Saginaw Channel & Point Retreat

Today embodied the ideal: when traveling on the National Geographic Sea Lion, we make wildlife and great experiences a priority. We are adaptable enough to adjust our plans when a possibility presents itself, and that is what we did today. We were rewarded with a fantastic day.

Last night we steamed all night to travel from Frederick Sound to Saginaw Channel, near the northern tip of Admiralty Island. Whales had been sighted engaging in some very interesting behavior in the area, and we wanted to see it for ourselves. We sought humpback whales in the mist, meandering the waterways to check out each sighting.

Just after breakfast, three blows were seen, and once again we headed their way. A humpback breathing is an impressive sight, a massive body surfacing to expel a big misty blow, but that alone was not what we had come to see. Then, like magic, it happened: our three were joined by other whales, cruising in from many directions, until there was a group that numbered ten or more swimming together. They dove, one by one, lifting their tails to slip below the surface, and we waited. We watched the birds flying and peering down at the water, to help us know where to look. Suddenly, the sea erupted in a mountain of whales, giant mouths agape, all of them as close together as it is possible for forty ton animals to get.

Cooperative bubblenet feeding! This is the most spectacular of humpback whale behaviors. We gasped and whooped while camera shutters clicked. Soon we got the rhythm of this wildlife event. The whales would breathe a few times, milling around each other, then show their flukes as they made deeper dives.

We imagined them down there, setting up, the majority deep below a school of small fish, the bubble-maker swimming in a slow circle releasing a delicately controlled curtain of bubbles to encircle their prey, the “caller” sounding a high pitched cry to frighten herring and perhaps coordinate the timing of its fellows, and then, each whale taking its position and charging up, inside the bubble net, crashing against the sky with mouths bulging with fish and sea water.

Sometimes we could see the roofs of their mouths, pink palates and fringing baleen. They did it again and again, and for these precious hours, blubber and baleen and giant bumpy heads became beautiful.

Admiralty Island is a vast wilderness island, preserved as a National Monument and not normally available for us to visit. The northern tip of the island, 1500 acres worth, is leased to the nonprofit Alaska Lighthouse Association. It is a magnificent reserve which includes beaches, old growth forest, muskeg and fen as well as the historic grounds and structures of the Point Retreat Lighthouse. Through a personal connection of one of the staff and with the generous invitation of the lighthouse keepers, today we were able to visit this reserve.

Restoration is ongoing, and the area is not normally open to visitors. In fact, we were the first group of our size to go there. We made zodiac landings on a rocky beach and climbed the bluff to join a gentle trail that led to the lighthouse, where we were met by Laurie and Dave Benton, our hosts. They spend most of their time at this remote and scenic spot and are largely responsible for the tremendous amount of restoration work that has been done since the land was leased in 1997, following more than thirty years during which the site was uninhabited (except by bears and other animals) and only the light itself was maintained.

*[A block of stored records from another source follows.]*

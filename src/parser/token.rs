/*!
Tokenising a formula string against a connective table.

Tokens are atoms (matching `[A-Za-z][A-Za-z0-9_]*`), connective symbols (matched
longest-first against the active [ConnectiveTable]), and parentheses. Whitespace
is skipped between tokens. The tokeniser does not know about precedence or
arity --- it only knows *that* a span of text is a symbol the table declares.
*/

use crate::structures::connective::ConnectiveTable;
use crate::types::err::ParseError;

#[derive(Clone, Debug, PartialEq, Eq)]
pub enum TokenKind {
    Atom(String),
    Symbol(String),
    LParen,
    RParen,
}

#[derive(Clone, Debug, PartialEq, Eq)]
pub struct Token {
    pub kind: TokenKind,
    pub position: usize,
}

pub fn tokenize(input: &str, connectives: &ConnectiveTable) -> Result<Vec<Token>, ParseError> {
    let mut tokens = Vec::new();
    let bytes = input.as_bytes();
    let mut i = 0;

    while i < bytes.len() {
        let c = bytes[i] as char;

        if c.is_whitespace() {
            i += 1;
            continue;
        }

        if c == '(' {
            tokens.push(Token {
                kind: TokenKind::LParen,
                position: i,
            });
            i += 1;
            continue;
        }

        if c == ')' {
            tokens.push(Token {
                kind: TokenKind::RParen,
                position: i,
            });
            i += 1;
            continue;
        }

        if c.is_ascii_alphabetic() {
            let start = i;
            i += 1;
            while i < bytes.len() && (bytes[i].is_ascii_alphanumeric() || bytes[i] == b'_') {
                i += 1;
            }
            tokens.push(Token {
                kind: TokenKind::Atom(input[start..i].to_string()),
                position: start,
            });
            continue;
        }

        if let Some(symbol) = connectives.longest_matching_symbol(&input[i..]) {
            tokens.push(Token {
                kind: TokenKind::Symbol(symbol.to_string()),
                position: i,
            });
            i += symbol.len();
            continue;
        }

        return Err(ParseError::UnknownSymbol {
            position: i,
            found: c.to_string(),
        });
    }

    Ok(tokens)
}

#[cfg(test)]
mod tests {
    use super::*;
    use crate::logic::classical;

    #[test]
    fn tokenizes_mixed_symbols_and_atoms() {
        let logic = classical::define();
        let tokens = tokenize("p & ~q -> (r | s)", logic.connectives()).unwrap();
        let kinds: Vec<_> = tokens.into_iter().map(|t| t.kind).collect();
        assert_eq!(
            kinds,
            vec![
                TokenKind::Atom("p".into()),
                TokenKind::Symbol("&".into()),
                TokenKind::Symbol("~".into()),
                TokenKind::Atom("q".into()),
                TokenKind::Symbol("->".into()),
                TokenKind::LParen,
                TokenKind::Atom("r".into()),
                TokenKind::Symbol("|".into()),
                TokenKind::Atom("s".into()),
                TokenKind::RParen,
            ]
        );
    }

    #[test]
    fn unknown_symbol_is_reported_with_position() {
        let logic = classical::define();
        let err = tokenize("p @ q", logic.connectives()).unwrap_err();
        assert_eq!(err, ParseError::UnknownSymbol { position: 2, found: "@".into() });
    }
}
/*!
Immutable, hash-consed formula terms.

A [Formula] is either an atom or a compound: a connective symbol applied to an
ordered tuple of subformulas. Formulas are built exclusively through a
[FormulaArena], which interns every node bottom-up so that structurally equal
formulas become the *same* `Rc`-backed value. This lets [Formula]'s [PartialEq]
and [Hash] implementations compare pointers rather than walk the tree, matching
the "intern subterms so equality reduces to identity" guidance of the data model.

# Examples

```rust
# use tableaux::structures::formula::FormulaArena;
let mut arena = FormulaArena::new();
let p = arena.atom("p");
let not_p_a = arena.compound("~", vec![p.clone()]).unwrap();
let not_p_b = arena.compound("~", vec![p.clone()]).unwrap();

// Interning means the two constructions share one node.
assert_eq!(not_p_a, not_p_b);
```
*/

use std::collections::HashMap;
use std::fmt;
use std::hash::{Hash, Hasher};
use std::rc::Rc;

use crate::structures::atom::{Atom, AtomTable};
use crate::structures::connective::ConnectiveTable;
use crate::types::err::ArityError;

/// The shape of a formula node: an atom, or a connective applied to subformulas.
#[derive(Clone, Debug, PartialEq, Eq, Hash)]
enum FormulaKind {
    Atom(Atom),
    Compound(Rc<str>, Vec<Formula>),
}

#[derive(Debug)]
struct FormulaNode {
    kind: FormulaKind,
    /// Lazily computed, cached set of atoms occurring in the formula.
    atoms: std::cell::OnceCell<Vec<Atom>>,
}

/// An immutable, interned formula.
///
/// Equality and hashing are by identity of the underlying interned node: two
/// [Formula] values compare equal iff they were produced (directly or as a
/// subformula) by the same call to [FormulaArena::intern].
#[derive(Clone, Debug)]
pub struct Formula(Rc<FormulaNode>);

impl PartialEq for Formula {
    fn eq(&self, other: &Self) -> bool {
        Rc::ptr_eq(&self.0, &other.0)
    }
}

impl Eq for Formula {}

impl Hash for Formula {
    fn hash<H: Hasher>(&self, state: &mut H) {
        (Rc::as_ptr(&self.0) as usize).hash(state);
    }
}

impl Formula {
    /// `Some(atom)` if this formula is atomic, `None` if it is a compound.
    pub fn as_atom(&self) -> Option<Atom> {
        match &self.0.kind {
            FormulaKind::Atom(a) => Some(*a),
            FormulaKind::Compound(..) => None,
        }
    }

    /// The connective symbol and subformulas, if this formula is a compound.
    pub fn as_compound(&self) -> Option<(&str, &[Formula])> {
        match &self.0.kind {
            FormulaKind::Atom(_) => None,
            FormulaKind::Compound(symbol, args) => Some((symbol.as_ref(), args.as_slice())),
        }
    }

    /// Whether this formula is an atom (as opposed to a compound).
    pub fn is_atom(&self) -> bool {
        self.as_atom().is_some()
    }

    /// The connective symbol of a compound formula, or `None` for an atom.
    pub fn symbol(&self) -> Option<&str> {
        self.as_compound().map(|(symbol, _)| symbol)
    }

    /// The subformulas of a compound formula, or `&[]` for an atom.
    pub fn subformulas(&self) -> &[Formula] {
        self.as_compound().map(|(_, args)| args).unwrap_or(&[])
    }

    /// The set of distinct atoms occurring in this formula, computed on first
    /// access and cached thereafter.
    pub fn atom_set(&self) -> &[Atom] {
        self.0.atoms.get_or_init(|| {
            let mut atoms = Vec::new();
            Self::collect_atoms(self, &mut atoms);
            atoms.sort_unstable();
            atoms.dedup();
            atoms
        })
    }

    fn collect_atoms(formula: &Formula, into: &mut Vec<Atom>) {
        match &formula.0.kind {
            FormulaKind::Atom(a) => into.push(*a),
            FormulaKind::Compound(_, args) => {
                for arg in args {
                    Self::collect_atoms(arg, into);
                }
            }
        }
    }

    /// The distinct atomic subformulas occurring in this formula, as [Formula] values
    /// rather than bare [Atom] ids --- useful when the caller needs to index into
    /// something keyed by `Formula` (e.g. a branch's closure index) rather than by atom
    /// identity alone.
    pub fn atom_formulas(&self) -> Vec<Formula> {
        let mut seen = std::collections::HashSet::new();
        let mut into = Vec::new();
        Self::collect_atom_formulas(self, &mut seen, &mut into);
        into
    }

    fn collect_atom_formulas(formula: &Formula, seen: &mut std::collections::HashSet<Formula>, into: &mut Vec<Formula>) {
        match &formula.0.kind {
            FormulaKind::Atom(_) => {
                if seen.insert(formula.clone()) {
                    into.push(formula.clone());
                }
            }
            FormulaKind::Compound(_, args) => {
                for arg in args {
                    Self::collect_atom_formulas(arg, seen, into);
                }
            }
        }
    }

    /// Renders the canonical parenthesised form of the formula using `connectives`
    /// to decide, per the teacher convention, whether a symbol is displayed prefix
    /// or infix and whether surrounding parentheses are required.
    pub fn display<'a>(&'a self, atoms: &'a AtomTable, connectives: &'a ConnectiveTable) -> FormulaDisplay<'a> {
        FormulaDisplay {
            formula: self,
            atoms,
            connectives,
        }
    }
}

/// A display adapter pairing a [Formula] with the tables needed to render it.
pub struct FormulaDisplay<'a> {
    formula: &'a Formula,
    atoms: &'a AtomTable,
    connectives: &'a ConnectiveTable,
}

impl fmt::Display for FormulaDisplay<'_> {
    fn fmt(&self, f: &mut fmt::Formatter<'_>) -> fmt::Result {
        write_formula(f, self.formula, self.atoms, self.connectives)
    }
}

fn write_formula(
    f: &mut fmt::Formatter<'_>,
    formula: &Formula,
    atoms: &AtomTable,
    connectives: &ConnectiveTable,
) -> fmt::Result {
    match &formula.0.kind {
        FormulaKind::Atom(atom) => write!(f, "{}", atoms.name(*atom).unwrap_or("?")),
        FormulaKind::Compound(symbol, args) => {
            let spec = connectives.get(symbol);
            let is_prefix = spec.map(|s| s.fixity == crate::structures::connective::Fixity::Prefix).unwrap_or(false);

            if is_prefix && args.len() == 1 {
                write!(f, "{symbol}")?;
                write_operand(f, &args[0], atoms, connectives)
            } else if args.len() == 2 {
                write_operand(f, &args[0], atoms, connectives)?;
                write!(f, " {symbol} ")?;
                write_operand(f, &args[1], atoms, connectives)
            } else {
                write!(f, "{symbol}(")?;
                for (i, arg) in args.iter().enumerate() {
                    if i > 0 {
                        write!(f, ", ")?;
                    }
                    write_formula(f, arg, atoms, connectives)?;
                }
                write!(f, ")")
            }
        }
    }
}

fn write_operand(
    f: &mut fmt::Formatter<'_>,
    operand: &Formula,
    atoms: &AtomTable,
    connectives: &ConnectiveTable,
) -> fmt::Result {
    if operand.is_atom() {
        write_formula(f, operand, atoms, connectives)
    } else {
        write!(f, "(")?;
        write_formula(f, operand, atoms, connectives)?;
        write!(f, ")")
    }
}

/// A hash-consing arena for [Formula] terms and the [AtomTable] backing their atoms.
#[derive(Debug, Default)]
pub struct FormulaArena {
    atoms: AtomTable,
    interned: HashMap<FormulaKind, Formula>,
}

impl FormulaArena {
    /// A fresh, empty arena.
    pub fn new() -> Self {
        Self::default()
    }

    /// The atom table backing this arena, for resolving atom names.
    pub fn atoms(&self) -> &AtomTable {
        &self.atoms
    }

    /// Interns (creating or reusing) the atomic formula named `name`.
    pub fn atom(&mut self, name: &str) -> Formula {
        let atom = self.atoms.intern(name);
        self.intern(FormulaKind::Atom(atom))
    }

    /// Interns (creating or reusing) a compound formula.
    ///
    /// Fails with [ArityError] if `subformulas.len()` does not equal `arity`.
    pub fn compound(
        &mut self,
        symbol: &str,
        subformulas: Vec<Formula>,
    ) -> Result<Formula, ArityError> {
        Ok(self.compound_with_arity(symbol, subformulas, None)?)
    }

    /// As [compound](Self::compound), but checks `subformulas.len()` against an
    /// explicit expected arity rather than trusting the caller.
    pub fn compound_with_arity(
        &mut self,
        symbol: &str,
        subformulas: Vec<Formula>,
        expected_arity: Option<usize>,
    ) -> Result<Formula, ArityError> {
        if let Some(expected) = expected_arity {
            if subformulas.len() != expected {
                return Err(ArityError {
                    symbol: symbol.to_string(),
                    expected,
                    found: subformulas.len(),
                });
            }
        }

        let key = FormulaKind::Compound(Rc::from(symbol), subformulas);
        Ok(self.intern(key))
    }

    fn intern(&mut self, kind: FormulaKind) -> Formula {
        if let Some(existing) = self.interned.get(&kind) {
            return existing.clone();
        }

        let formula = Formula(Rc::new(FormulaNode {
            kind: kind.clone(),
            atoms: std::cell::OnceCell::new(),
        }));
        self.interned.insert(kind, formula.clone());
        formula
    }
}

#[cfg(test)]
mod tests {
    use super::*;

    #[test]
    fn interning_dedupes_structurally_equal_formulas() {
        let mut arena = FormulaArena::new();
        let p1 = arena.atom("p");
        let p2 = arena.atom("p");
        assert_eq!(p1, p2);

        let conj1 = arena.compound("&", vec![p1.clone(), p2.clone()]).unwrap();
        let conj2 = arena.compound("&", vec![p1.clone(), p2.clone()]).unwrap();
        assert_eq!(conj1, conj2);
    }

    #[test]
    fn arity_mismatch_is_rejected() {
        let mut arena = FormulaArena::new();
        let p = arena.atom("p");
        let err = arena
            .compound_with_arity("~", vec![p.clone(), p], Some(1))
            .unwrap_err();
        assert_eq!(err.expected, 1);
        assert_eq!(err.found, 2);
    }

    #[test]
    fn atom_set_is_deduplicated_and_sorted() {
        let mut arena = FormulaArena::new();
        let p = arena.atom("p");
        let q = arena.atom("q");
        let disjunction = arena.compound("|", vec![q, p.clone()]).unwrap();
        let formula = arena.compound("&", vec![p, disjunction]).unwrap();
        assert_eq!(formula.atom_set().len(), 2);
    }

    #[test]
    fn atom_formulas_are_deduplicated_interned_values() {
        let mut arena = FormulaArena::new();
        let p = arena.atom("p");
        let not_p = arena.compound("~", vec![p.clone()]).unwrap();
        let conj = arena.compound("&", vec![p.clone(), not_p]).unwrap();

        let atoms = conj.atom_formulas();
        assert_eq!(atoms.len(), 1);
        assert_eq!(atoms[0], p);
    }
}
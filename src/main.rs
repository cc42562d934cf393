use color_eyre::eyre::{Result, WrapErr};
use fixturesrv::FixtureServer;
use fixturesrv::http::{HttpConfig, Response};
use http::StatusCode;

use tracing::info;

#[tokio::main]
async fn main() -> Result<()> {
    // Initialize error handling
    color_eyre::install()?;

    // Initialize logging
    tracing_subscriber::fmt()
        .with_env_filter(
            tracing_subscriber::EnvFilter::try_from_default_env()
                .unwrap_or_else(|_| "fixturesrv=info".into()),
        )
        .init();

    // fixturesrv [port] [text]
    let args: Vec<String> = std::env::args().collect();
    let port = match args.get(1) {
        Some(port) => port
            .parse::<u16>()
            .wrap_err_with(|| format!("Invalid port {port:?}"))?,
        None => 8080,
    };
    let text = args.get(2).cloned().unwrap_or_else(|| "hello".to_string());

    let config = HttpConfig::default().with_max_connections(1000);
    info!(port, max_connections = config.max_connections, "Starting fixture server");

    let server = FixtureServer::builder()
        .get(move |_| Response::text(StatusCode::OK, text.clone()))
        .config(config)
        .build();

    let mut control = if port == 0 {
        server.start_server().await
    } else {
        server.start_server_on(port).await
    }
    .wrap_err("Failed to start fixture server")?;
    info!(uri = %control.base_uri("http")?, "Serving until Ctrl-C");

    tokio::signal::ctrl_c()
        .await
        .wrap_err("Failed to listen for Ctrl-C")?;

    info!("Flushing in-flight responses");
    control.flush().await.wrap_err("Flush failed")?;
    control.stop().await;
    info!(
        heard = control.heard_count(),
        matched = control.matched_count(),
        "Fixture server exited"
    );
    Ok(())
}
use crate::http::{QueryParams, Session};
use bytes::Bytes;
use http::Method;

/// What predicates and responders get to see of a request
#[derive(Debug, Clone, Copy)]
pub struct RequestView<'a> {
    session: &'a Session,
}

impl<'a> RequestView<'a> {
    pub fn new(session: &'a Session) -> Self {
        Self { session }
    }

    pub fn method(&self) -> &'a Method {
        &self.session.method
    }

    /// Path component of the request target
    pub fn path(&self) -> &'a str {
        self.session.path()
    }

    pub fn query(&self) -> &'a QueryParams {
        &self.session.query
    }

    /// Header lookup: exact name first, then ASCII case-insensitive
    pub fn header(&self, name: &str) -> Option<&'a str> {
        self.session.headers.get(name)
    }

    pub fn uri(&self) -> &'a str {
        &self.session.uri
    }

    pub fn body(&self) -> &'a Bytes {
        &self.session.body
    }

    pub fn session(&self) -> &'a Session {
        self.session
    }
}

impl<'a> From<&'a Session> for RequestView<'a> {
    fn from(session: &'a Session) -> Self {
        Self::new(session)
    }
}
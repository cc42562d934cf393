//! # fixturesrv
//!
//! An embeddable HTTP fixture server for tests. Routes are tried in order,
//! unmatched requests get a default response, and [`ServerControl::flush`]
//! waits until every request that was in flight when it was called has
//! finished writing its response.
//!
//! ```no_run
//! use fixturesrv::FixtureServer;
//! use fixturesrv::http::Response;
//! use http::StatusCode;
//!
//! #[tokio::main]
//! async fn main() -> fixturesrv::Result<()> {
//!     let server = FixtureServer::builder()
//!         .get_path("/hello", |_| Response::text(StatusCode::OK, "hi"))
//!         .build();
//!
//!     let mut control = server.start_server().await?;
//!     println!("serving on {}", control.base_uri("http")?);
//!
//!     control.flush().await?;
//!     control.stop().await;
//!     Ok(())
//! }
//! ```

use crate::barrier::BarrierError;
use crate::http::protocol::HttpProtocolError;
use crate::limits::LimitError;
use thiserror::Error;

/// Error types for the fixturesrv library
#[derive(Error, Debug)]
pub enum FixtureError {
    /// Socket errors (bind, accept, connect, read, write)
    #[error("IO error: {0}")]
    Io(#[from] std::io::Error),

    /// Malformed or unsupported HTTP traffic
    #[error("Protocol error: {0}")]
    Protocol(String),

    /// Configuration errors
    #[error("Configuration error: {0}")]
    Config(String),

    /// Port 0 passed where a concrete port is required
    #[error("Invalid port {0}: use start_server() for an ephemeral port")]
    InvalidPort(u16),

    /// Scheme other than http or https
    #[error("Invalid scheme {0:?}: expected http or https")]
    InvalidScheme(String),

    /// Operation needs a started, not yet stopped server
    #[error("Server is not running: cannot {0}")]
    NotRunning(&'static str),

    #[error("Server was already started")]
    AlreadyStarted,

    #[error("Flush cancelled while waiting for generation {generation}")]
    FlushCancelled { generation: u64 },

    /// Resource limit exceeded
    #[error(transparent)]
    Limit(#[from] LimitError),

    /// Timeout errors
    #[error("Timeout error: {0}")]
    Timeout(String),

    /// UTF-8 encoding errors
    #[error("UTF-8 error: {0}")]
    Utf8(#[from] std::string::FromUtf8Error),
}

impl From<HttpProtocolError> for FixtureError {
    fn from(err: HttpProtocolError) -> Self {
        match err {
            HttpProtocolError::Io(e) => FixtureError::Io(e),
            HttpProtocolError::TooLarge(e) => FixtureError::Limit(e),
            HttpProtocolError::Timeout(what) => FixtureError::Timeout(format!("{what} timeout")),
            other => FixtureError::Protocol(other.to_string()),
        }
    }
}

impl From<BarrierError> for FixtureError {
    fn from(err: BarrierError) -> Self {
        match err {
            BarrierError::Cancelled { generation } => FixtureError::FlushCancelled { generation },
        }
    }
}

/// Result type for the fixturesrv library
pub type Result<T> = std::result::Result<T, FixtureError>;

pub mod barrier;
pub mod control;
pub mod dispatch;
pub mod http;
pub mod limits;

// Re-export main types for convenience
pub use barrier::{CompletionBarrier, RequestTicket};
pub use control::{
    FixtureServer, FixtureServerBuilder, HostAddress, ServerControl, any_content_encoding_specified,
};
pub use dispatch::{RequestDispatcher, RequestView, Route};
pub use crate::http::{FixtureClient, HttpConfig, Response, Session};
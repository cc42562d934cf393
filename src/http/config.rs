use std::net::SocketAddr;
use std::time::Duration;

/// Configuration for the embedded HTTP engine
///
/// # Examples
///
/// ```rust
/// use fixturesrv::http::HttpConfig;
/// use std::time::Duration;
///
/// let config = HttpConfig::default()
///     .with_port(8080)
///     .with_write_timeout(Duration::from_secs(5))
///     .with_keep_alive(false);
/// assert_eq!(config.bind_addr.port(), 8080);
/// assert!(!config.keep_alive);
/// ```
#[derive(Debug, Clone)]
pub struct HttpConfig {
    /// Address to bind to; port 0 picks an ephemeral port
    pub bind_addr: SocketAddr,
    /// Maximum number of concurrent connections
    pub max_connections: usize,
    /// Chunk size for reading requests and writing response bodies
    pub buffer_size: usize,
    /// Read timeout while waiting for a request
    pub read_timeout: Duration,
    /// Timeout for writing one chunk of a response
    pub write_timeout: Duration,
    /// Largest accepted request (head plus body) in bytes
    pub max_request_size: usize,
    /// Value of the `Server` response header (optional)
    pub server_name: Option<String>,
    /// Whether HTTP/1.1 connections are reused for further requests
    pub keep_alive: bool,
}

impl Default for HttpConfig {
    fn default() -> Self {
        Self {
            bind_addr: SocketAddr::from(([127, 0, 0, 1], 0)),
            max_connections: 100,
            buffer_size: 8192, // Larger buffer for HTTP
            read_timeout: Duration::from_secs(30),
            write_timeout: Duration::from_secs(30),
            max_request_size: 1024 * 1024, // 1MB
            server_name: Some(format!("fixturesrv/{}", env!("CARGO_PKG_VERSION"))),
            keep_alive: true,
        }
    }
}

impl HttpConfig {
    /// Keep the bind IP, change the port
    pub fn with_port(mut self, port: u16) -> Self {
        self.bind_addr.set_port(port);
        self
    }

    pub fn with_bind_addr(mut self, bind_addr: SocketAddr) -> Self {
        self.bind_addr = bind_addr;
        self
    }

    pub fn with_max_connections(mut self, max_connections: usize) -> Self {
        self.max_connections = max_connections;
        self
    }

    pub fn with_buffer_size(mut self, buffer_size: usize) -> Self {
        self.buffer_size = buffer_size;
        self
    }

    pub fn with_read_timeout(mut self, timeout: Duration) -> Self {
        self.read_timeout = timeout;
        self
    }

    pub fn with_write_timeout(mut self, timeout: Duration) -> Self {
        self.write_timeout = timeout;
        self
    }

    pub fn with_max_request_size(mut self, max_request_size: usize) -> Self {
        self.max_request_size = max_request_size;
        self
    }

    pub fn with_server_name(mut self, server_name: Option<String>) -> Self {
        self.server_name = server_name;
        self
    }

    pub fn with_keep_alive(mut self, keep_alive: bool) -> Self {
        self.keep_alive = keep_alive;
        self
    }
}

Dave gave us a brief history of the Point Retreat Light, which was first established as a navigational light in 1904 and built in its current classic form in 1923-24. We stood on the lawn near the clapboard lightkeeper’s house, also built in 1923 and in the process of being lovingly restored, and listened to stories of life on the Point, his own stories and the stories from the past.

We went in the lighthouse building, understanding better why the walls are four feet of reinforced concrete thick after hearing about 100+mph winds, ice-coating seawater blowing winter storms. Many climbed the narrow spiral metal staircase – three people at a time – to touch the light and gaze through windows at seascape below. We looked at the workshop, played with Barlow the dog, and watched as hummingbirds visited the natural hedge of fireweed blooms that ring the lighthouse grounds.

A walk in the rainforest completed our visit. Our footfalls were quiet on the soft spruce-needle-strewn trail as we made our way under tall trees between blueberry and skunk cabbage, finding wildflowers and lichens, mushrooms and mosses and the old bones of a winter killed deer. Signs of Admiralty Island’s abundant animal life were present: the completely bare skeleton of a fish far back in the trees (dropped by an eagle? finished off by a mink? cleaned by a shrew?), the prints and scat of deer, homes of squirrels with their spruce-cone middens, the tracks and scat of bear.

At an open meadow called a fen we turned toward home, and just as we finished our walk an eagle and a raven both called out, overhead, marking the end of our exploration with punctuation appropriate to this ancient home of the Tlingit, Eagles and Ravens all, in the place they call Kootznahoo, the Fortress of the Bears.